Nine more Bulloch County residents died in the past week due to COVID-19, as Bulloch surpassed 200 total deaths since the pandemic began.
The Georgia Department of Public Health said there were two confirmed and seven probable deaths since Oct. 26. Bulloch County now stands at 98 confirmed and 103 probable deaths for a total of 201. Since Monday, there have been one confirmed and four probable deaths since Monday. There have been 77 deaths due to COVID, more than one-third of the total, in the past 12 weeks — 35 confirmed and 42 probable.
Bulloch County saw a few more cases this past week than it has experienced in a month, with 18 confirmed cases pushing the total to 7,909.
Also, Bulloch County Public Safety and Emergency Management Director Ted Wynn said East Georgia Regional Medical Center four patients hospitalized with COVID and two on ventilators on Monday.
With new cases and deaths still high due to the virulent delta variant of the virus, but stabilizing, the focus remains on convincing people to get vaccinations, with an emphasis now on children.
By vaccinating children, the U.S. hopes to head off another coronavirus wave during the cold-weather months when people spend more time indoors and respiratory illnesses can spread more easily. Cases have been declining for weeks, but the virus has repeatedly shown its ability to stage a comeback and more easily transmissible mutations are a persistent threat.
The Food and Drug Administration already cleared the shots, which deliver about one-third of the vaccine given to adults.
The goal is for parents to have a range of options for getting children vaccinated, from pediatricians' offices to clinics and pharmacies. Clinical trials of the Pfizer vaccine for children have found it highly effective in preventing serious disease, with no severe adverse reactions in safety and efficacy trials.
Across the nation, about 70% of U.S. adults are now fully vaccinated, while 80% have received at least one vaccine dose.
In Georgia, 56% have received at least one dose and 50% are fully vaccinated. In Bulloch County, 38% have had one dose and 34% are fully vaccinated.

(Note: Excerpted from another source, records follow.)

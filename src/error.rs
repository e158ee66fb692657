// SPDX-License-Identifier: Apache-2.0
#[cfg(feature = "std")]
extern crate std;

use core::fmt;

use crate::chip::ChipError;

/// Errors raised while driving the camera module.
///
/// Bus faults keep their origin so the caller can tell which peripheral
/// failed. A timed out capture is its own variant, never a bus fault, and
/// never carries partial image data. Nothing here is retried internally.
pub enum Error<SpiE, I2cE, PinE> {
    /// A transaction on the SPI register/data bus failed.
    Spi(SpiE),

    /// A transaction on the I²C sensor configuration bus failed.
    I2c(I2cE),

    /// The chip select pin could not be driven.
    Pin(PinE),

    /// The capture done flag was not observed within the allotted time.
    ///
    /// The FIFO is left as-is; no length query or readout was attempted.
    Timeout,

    /// The driver was constructed with a zero-capacity transfer buffer.
    ZeroLengthBuffer,
}

// Custom Debug implementation so that only the HAL *error* types need to
// implement Debug, not the peripherals themselves.
impl<SpiE, I2cE, PinE> fmt::Debug for Error<SpiE, I2cE, PinE>
where
    SpiE: fmt::Debug,
    I2cE: fmt::Debug,
    PinE: fmt::Debug,
{
    fn fmt(&self, f: &mut fmt::Formatter<'_>) -> fmt::Result {
        match self {
            Error::Spi(err) => f.debug_tuple("Error::Spi").field(err).finish(),
            Error::I2c(err) => f.debug_tuple("Error::I2c").field(err).finish(),
            Error::Pin(err) => f.debug_tuple("Error::Pin").field(err).finish(),
            Error::Timeout => f.write_str("Error::Timeout"),
            Error::ZeroLengthBuffer => f.write_str("Error::ZeroLengthBuffer"),
        }
    }
}

impl<SpiE, I2cE, PinE> fmt::Display for Error<SpiE, I2cE, PinE>
where
    SpiE: fmt::Debug,
    I2cE: fmt::Debug,
    PinE: fmt::Debug,
{
    fn fmt(&self, f: &mut fmt::Formatter<'_>) -> fmt::Result {
        match self {
            Error::Spi(err) => write!(f, "SPI error: {:?}", err),
            Error::I2c(err) => write!(f, "I2C error: {:?}", err),
            Error::Pin(err) => write!(f, "Chip select error: {:?}", err),
            Error::Timeout => write!(f, "Capture did not complete in time"),
            Error::ZeroLengthBuffer => write!(f, "Transfer buffer capacity must be non-zero"),
        }
    }
}

#[cfg(feature = "std")]
impl<SpiE, I2cE, PinE> std::error::Error for Error<SpiE, I2cE, PinE>
where
    SpiE: std::error::Error + 'static,
    I2cE: std::error::Error + 'static,
    PinE: std::error::Error + 'static,
{
    fn source(&self) -> Option<&(dyn std::error::Error + 'static)> {
        match self {
            Error::Spi(err) => Some(err),
            Error::I2c(err) => Some(err),
            Error::Pin(err) => Some(err),
            Error::Timeout | Error::ZeroLengthBuffer => None,
        }
    }
}

impl<SpiE, I2cE, PinE> From<ChipError<SpiE, PinE>> for Error<SpiE, I2cE, PinE> {
    fn from(err: ChipError<SpiE, PinE>) -> Self {
        match err {
            ChipError::Spi(err) => Error::Spi(err),
            ChipError::Pin(err) => Error::Pin(err),
        }
    }
}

Health officials say the best way to reduce both catching the virus and getting seriously ill or dying if you do contract COVID, remains vaccination. Statistics show the highest rates of infection and incidences of death still occur in areas with the lowest vaccination rates.
Georgia officials say that in addition to the Pfizer booster, local health departments are now offering booster doses of the Moderna and Johnson & Johnson COVID vaccines.
The state is also recommending boosters for any adult who received the Johnson & Johnson vaccine more than two months ago. People who received Pfizer or Moderna should seek a booster six months after the earlier vaccination sequence was completed.
In addition to the Bulloch County Public Health Department on Altman St., COVID vaccines and boosters are available at most doctors’ offices and area pharmacies.
With 14 new cases reported last week at Georgia Southern University, COVID cases have dropped for eight out of the past 10 weeks.
Confirmed and self-reported cases at Georgia Southern have fallen from 434 across its three campuses the week of Aug. 16–22, to 14 for the most recent week — Oct. 25–31. Of the past week’s cases, 12 were on the Statesboro campus. There were 389 cases reported on the Statesboro campus for Aug. 16–22.
Bulloch County Schools
Similar to Georgia Southern, reported cases at Bulloch County schools have dropped from 474 for the week of Aug. 15–21 to five for Oct. 24–30. Only four schools reported any cases at all that week and only one school had more than one new case.
The Associated Press contributed to this report.